INPUT DATA
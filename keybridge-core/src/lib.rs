//! Keybridge Core - WebAuthn ceremony engine for storefront biometric login
//!
//! This crate implements the security-critical half of passwordless login:
//! challenge issuance and expiry, registration-ceremony verification,
//! authentication-ceremony verification, and the credential store with its
//! anti-replay counter discipline. The server never sees a private key or
//! biometric data, only signed assertions checked against public keys
//! stored at registration.
//!
//! # Example
//!
//! ```no_run
//! use keybridge_core::{CeremonyEngine, CredentialStore, RelyingParty};
//!
//! # async fn example() -> keybridge_core::Result<()> {
//! let rp = RelyingParty::new("Demo Store", "shop.example", "https://shop.example")
//!     .expect("valid relying party");
//! let engine = CeremonyEngine::builder(rp, CredentialStore::memory()).build();
//!
//! // Hand the options and session id to the browser...
//! let (options, session_id) = engine.begin_authentication();
//! // ...then verify what comes back:
//! // let user = engine.finish_authentication(&session_id, &assertion).await?;
//! # Ok(())
//! # }
//! ```

pub mod engine;
pub mod error;
pub mod ledger;
pub mod rp;
pub mod store;
pub mod testkit;
pub mod types;
pub mod verify;

mod authentication;
mod registration;

// Re-export main types for convenience
pub use engine::{CeremonyEngine, CeremonyEngineBuilder, SUPPORTED_ALGORITHMS};
pub use error::{CeremonyError, Result};
pub use ledger::{CeremonyKey, Challenge, ChallengeLedger, DEFAULT_CHALLENGE_TTL};
pub use rp::{RelyingParty, RelyingPartyError};
pub use store::{Credential, CredentialStore, StoreError};
pub use types::{
    AssertionResponse, AuthenticationParameters, CredentialSummary, RegistrationParameters,
    RegistrationResponse, SessionId, UserId,
};
pub use verify::{CosePublicKey, PlatformVerifier, SignatureError, SignatureVerifier};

WHAT TO PRODUCE
Return only this span, exactly: the line that contains "pub mod ledger;" and all lines after it to the end of the records.

EXERCISE RESPONSE
pub mod ledger;
pub mod rp;
pub mod store;
pub mod testkit;
pub mod types;
pub mod verify;

mod authentication;
mod registration;

// Re-export main types for convenience
pub use engine::{CeremonyEngine, CeremonyEngineBuilder, SUPPORTED_ALGORITHMS};
pub use error::{CeremonyError, Result};
pub use ledger::{CeremonyKey, Challenge, ChallengeLedger, DEFAULT_CHALLENGE_TTL};
pub use rp::{RelyingParty, RelyingPartyError};
pub use store::{Credential, CredentialStore, StoreError};
pub use types::{
    AssertionResponse, AuthenticationParameters, CredentialSummary, RegistrationParameters,
    RegistrationResponse, SessionId, UserId,
};
pub use verify::{CosePublicKey, PlatformVerifier, SignatureError, SignatureVerifier};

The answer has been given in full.